Greenhouse gas emissions from deforestation and forest degradation in developing countries account for 15% to 20% of global emissions. Finding a way to reduce such emissions is a key component of the international negotiations being held under the UN Framework Convention on Climate Change. The main benefits of forestry to climate change mitigation are that afforestation converts agricultural land from being a net emitter of CO2 to a net sequester and store of CO2 for as long as forest cover and productivity are maintained; Ireland’s forests have the potential to sequester a total additional 110 million tonnes of CO2 by 2035; continued afforestation will provide the potential to supply 2 million tonnes of wood biomass annually for renewable energy by 2020; and there is significant potential for product substitution by utilising wood to replace more energy intensive products such as steel and plastics.
In 2008, the net contribution of Ireland's Kyoto eligible forests — that is, new forests planted from 1990 onwards — amounted to 2.75 million tonnes CO2. Assuming that carbon cost €17 per tonne, this represents a potential saving in the region of €46 million to the Exchequer. Sustaining the climate change mitigation benefit from afforestation and the goods and services that flow from forests will require, as with wood energy production, a sustained afforestation programme over the next 20 years. It should be noted, however, that forestry credits are not currently allowed under the EU ETS and there is no provision for them to be used in the latter post-2012. The discussions and consultations being undertaken by the EU Commission in respect of a proposed increase from 20% to 30% may lead to such a proposal being brought forward. It is likely, however, that such a move would require the agreement of the Environment Council and European Parliament.

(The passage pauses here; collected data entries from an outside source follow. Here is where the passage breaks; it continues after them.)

use std::collections::BTreeMap;

use jiff::Timestamp;

use super::{
    Capabilities, PostProcessor, PostProcessorError, estimate_raw_bytes, estimate_sample_count,
    split_identifier, stats::BinStats,
};
use crate::{
    registry::TypeInfo,
    sample::{PayloadType, Sample, SampleValue, StreamDescriptor},
    time::epoch_parts,
};

pub const NAME: &str = "optimized";

/// Reduces a request to about `N` points.
///
/// The window is cut into bins of `ceil(duration / N)` seconds, aligned to multiples of
/// the bin width since the epoch. Each non-empty bin becomes one sample stamped with the
/// first timestamp seen in it, valued `[mean, std dev, min, max, count]`. When the raw
/// sequence has at most `N` samples it is returned unchanged instead.
#[derive(Debug, Default)]
pub struct Optimized {
    num_points: u64,
    bin_width_secs: i64,
    /// bin index of the request start on the epoch aligned grid
    first_bin: i64,
    bins: BTreeMap<i64, (Timestamp, BinStats)>,
    /// raw samples, dropped once there are more than `num_points`
    raw: Option<Vec<Sample>>,
    raw_count: u64,
}

impl Optimized {
    fn bin_of(&self, ts: Timestamp) -> i64 {
        let (secs, _) = epoch_parts(ts);
        secs.div_euclid(self.bin_width_secs.max(1)) - self.first_bin
    }

    fn passes_through(&self) -> bool {
        self.raw_count <= self.num_points
    }

    /// Folds another instance's bins into this one, for aggregates built separately
    pub fn merge(&mut self, other: Optimized) {
        for (bin, (ts, stats)) in other.bins {
            match self.bins.get_mut(&bin) {
                Some((first_ts, existing)) if ts < *first_ts => {
                    let mut earlier = stats;
                    earlier.merge(existing);
                    *existing = earlier;
                    *first_ts = ts;
                }
                Some((_, existing)) => existing.merge(&stats),
                None => {
                    self.bins.insert(bin, (ts, stats));
                }
            }
        }
        self.raw_count += other.raw_count;
        self.raw = match (self.raw.take(), other.raw) {
            (Some(mut a), Some(b)) if self.raw_count <= self.num_points => {
                a.extend(b);
                a.sort_by_key(|s| s.timestamp);
                Some(a)
            }
            _ => None,
        };
    }
}

impl PostProcessor for Optimized {
    fn identity(&self) -> String {
        format!("{NAME}_{}", self.num_points)
    }

    fn initialize(&mut self, identifier: &str, _pv_name: &str) -> Result<(), PostProcessorError> {
        let (name, param) = split_identifier(identifier);
        let param = param.ok_or_else(|| PostProcessorError::MissingParameter(identifier.to_string()))?;
        self.num_points = param
            .parse::<u64>()
            .ok()
            .filter(|n| *n >= 1)
            .ok_or_else(|| PostProcessorError::InvalidParameter {
                name,
                param: param.to_string(),
            })?;
        self.bin_width_secs = 1;
        self.raw = Some(Vec::new());
        Ok(())
    }

    fn set_window(&mut self, start: Timestamp, end: Timestamp) {
        let duration = (end.as_second() - start.as_second()).max(0) as u64;
        let width = duration.div_ceil(self.num_points.max(1)).max(1);
        self.bin_width_secs = i64::try_from(width).unwrap_or(i64::MAX);
        self.first_bin = epoch_parts(start).0.div_euclid(self.bin_width_secs);
    }

    fn estimate_memory_consumption(
        &self,
        _pv_name: &str,
        type_info: &TypeInfo,
        start: Timestamp,
        end: Timestamp,
    ) -> u64 {
        // raw buffer until it exceeds N, then one aggregate per bin
        let raw = estimate_raw_bytes(type_info, start, end);
        let samples = estimate_sample_count(type_info, start, end).max(1);
        let buffered = raw / samples * samples.min(self.num_points);
        let bins = (self.num_points + 1) * std::mem::size_of::<(i64, Timestamp, BinStats)>() as u64;
        buffered + bins
    }

    fn describe(&self, source: &StreamDescriptor) -> StreamDescriptor {
        if self.passes_through() {
            return source.clone();
        }
        StreamDescriptor {
            payload_type: PayloadType::WaveformDouble,
            element_count: 5,
            ..source.clone()
        }
    }

    fn capabilities(&self) -> Capabilities {
        Capabilities {
            consolidated: true,
            ..Default::default()
        }
    }

    fn consume(&mut self, sample: &Sample) {
        self.raw_count += 1;
        if self.passes_through() {
            if let Some(raw) = self.raw.as_mut() {
                raw.push(sample.clone());
            }
        } else {
            self.raw = None;
        }

        let Some(value) = sample.value.as_f64() else {
            return;
        };
        let bin = self.bin_of(sample.timestamp);
        self.bins
            .entry(bin)
            .and_modify(|(_, stats)| stats.observe(value))
            .or_insert((sample.timestamp, BinStats::new(value)));
    }

    fn consolidated_stream(&mut self) -> Vec<Sample> {
        if self.passes_through() {
            return self.raw.take().unwrap_or_default();
        }
        std::mem::take(&mut self.bins)
            .into_values()
            .map(|(ts, stats)| Sample::new(ts, SampleValue::DoubleVec(stats.summary())))
            .collect()
    }
}

#[cfg(test)]
mod tests {
    use super::*;
    use crate::{
        partition::{Granularity, Tier},
        time::parse_instant,
    };

    fn type_info() -> TypeInfo {
        TypeInfo {
            pv_name: "Test".into(),
            payload_type: PayloadType::ScalarDouble,
            element_count: 1,
            sampling_period_secs: 60.0,
            tiers: vec![Tier {
                name: "sts".into(),
                root: "/tmp".into(),
                granularity: Granularity::Hour,
                extent: None,
            }],
            metadata: Default::default(),
        }
    }

    /// a day of one minute samples from 10:00, value = minute index
    fn day() -> Vec<Sample> {
        let start = parse_instant("2024-06-01T10:00:00Z").unwrap();
        (0..1440)
            .map(|i| {
                let ts = Timestamp::from_second(start.as_second() + i * 60).unwrap();
                Sample::new(ts, SampleValue::Int(i as i32))
            })
            .collect()
    }

    fn run(identifier: &str, start: &str, end: &str) -> (Optimized, Vec<Sample>) {
        let mut pp = Optimized::default();
        pp.initialize(identifier, "Test").unwrap();
        pp.set_window(parse_instant(start).unwrap(), parse_instant(end).unwrap());
        day().iter().for_each(|s| pp.consume(s));
        let out = pp.consolidated_stream();
        (pp, out)
    }

    #[test]
    fn test_fewer_points_than_requested() {
        let (pp, out) = run("optimized_10000", "2024-06-01T10:00:00Z", "2024-06-02T09:59:59.999Z");
        assert_eq!(out, day());
        let source = StreamDescriptor {
            pv_name: "Test".into(),
            payload_type: PayloadType::ScalarInt,
            element_count: 1,
            year: 2024,
            source: "test".into(),
            headers: Default::default(),
        };
        assert_eq!(pp.describe(&source), source);
    }

    #[test]
    fn test_more_points_than_requested() {
        let (pp, out) = run("optimized_160", "2024-06-01T10:00:00Z", "2024-06-02T10:00:00Z");
        assert_eq!(pp.bin_width_secs, 540);
        assert_eq!(out.len(), 161);

        let sd = 7.5f64.sqrt();
        for (k, s) in out.iter().enumerate().skip(1).take(159) {
            let SampleValue::DoubleVec(v) = &s.value else {
                panic!("bin {k} is not a vector");
            };
            let low = ((k - 1) * 9 + 3) as f64;
            assert_eq!(v.len(), 5);
            assert_eq!(v[0], low + 4.0, "mean of bin {k}");
            assert!((v[1] - sd).abs() < 1e-9, "std dev of bin {k}");
            assert_eq!((v[2], v[3], v[4]), (low, low + 8.0, 9.0));
        }
        for pair in out.windows(2) {
            assert!(pair[0].timestamp < pair[1].timestamp);
        }

        // partial edge bins
        let SampleValue::DoubleVec(first) = &out[0].value else {
            panic!()
        };
        assert_eq!((first[2], first[3], first[4]), (0.0, 2.0, 3.0));
        let SampleValue::DoubleVec(last) = &out[160].value else {
            panic!()
        };
        assert_eq!((last[2], last[3], last[4]), (1434.0, 1439.0, 6.0));

        assert_eq!(pp.describe(&day_descriptor()).payload_type, PayloadType::WaveformDouble);
    }

    fn day_descriptor() -> StreamDescriptor {
        StreamDescriptor {
            pv_name: "Test".into(),
            payload_type: PayloadType::ScalarInt,
            element_count: 1,
            year: 2024,
            source: "test".into(),
            headers: Default::default(),
        }
    }

    #[test]
    fn test_merge_split_halves() {
        let start = parse_instant("2024-06-01T10:00:00Z").unwrap();
        let end = parse_instant("2024-06-02T10:00:00Z").unwrap();
        let setup = || {
            let mut pp = Optimized::default();
            pp.initialize("optimized_160", "Test").unwrap();
            pp.set_window(start, end);
            pp
        };
        let samples = day();
        let (mut a, mut b) = (setup(), setup());
        // split mid bin
        samples[..700].iter().for_each(|s| a.consume(s));
        samples[700..].iter().for_each(|s| b.consume(s));
        a.merge(b);

        let (_, whole) = run("optimized_160", "2024-06-01T10:00:00Z", "2024-06-02T10:00:00Z");
        let merged = a.consolidated_stream();
        assert_eq!(merged.len(), whole.len());
        for (m, w) in merged.iter().zip(&whole) {
            assert_eq!(m.timestamp, w.timestamp);
            let (SampleValue::DoubleVec(m), SampleValue::DoubleVec(w)) = (&m.value, &w.value) else {
                panic!()
            };
            assert!(m.iter().zip(w).all(|(x, y)| (x - y).abs() < 1e-9));
        }
    }

    #[test]
    fn test_estimate_leaves_bins_alone() {
        let start = parse_instant("2024-06-01T10:00:00Z").unwrap();
        let end = parse_instant("2024-06-02T10:00:00Z").unwrap();
        let mut pp = Optimized::default();
        pp.initialize("optimized_160", "Test").unwrap();

        let estimate = pp.estimate_memory_consumption("Test", &type_info(), start, end);
        assert!(estimate > 0);
        assert_eq!(pp.bin_width_secs, 1);

        pp.set_window(start, end);
        assert_eq!(pp.bin_width_secs, 540);
        assert_eq!(pp.estimate_memory_consumption("Test", &type_info(), start, end), estimate);
    }

    #[test]
    fn test_requires_parameter() {
        let mut pp = Optimized::default();
        assert_eq!(
            pp.initialize("optimized", "Test"),
            Err(PostProcessorError::MissingParameter("optimized".into()))
        );
        assert!(pp.initialize("optimized_x", "Test").is_err());
        assert!(pp.initialize("optimized_5", "Test").is_ok());
    }
}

I am fully aware of the key role that the agriculture and forestry sectors have to play in the complex interlinkage between climate change, energy and food security. I am keen to stress that the farming and food industry sectors will not be found wanting when called upon to deliver in each of these areas. However, there is no room for error. The stakes could not be higher. I am sure everyone agrees that the consequences of failing to deliver an adequate response that will protect our climate and provide sufficient food for the world's population cannot be contemplated.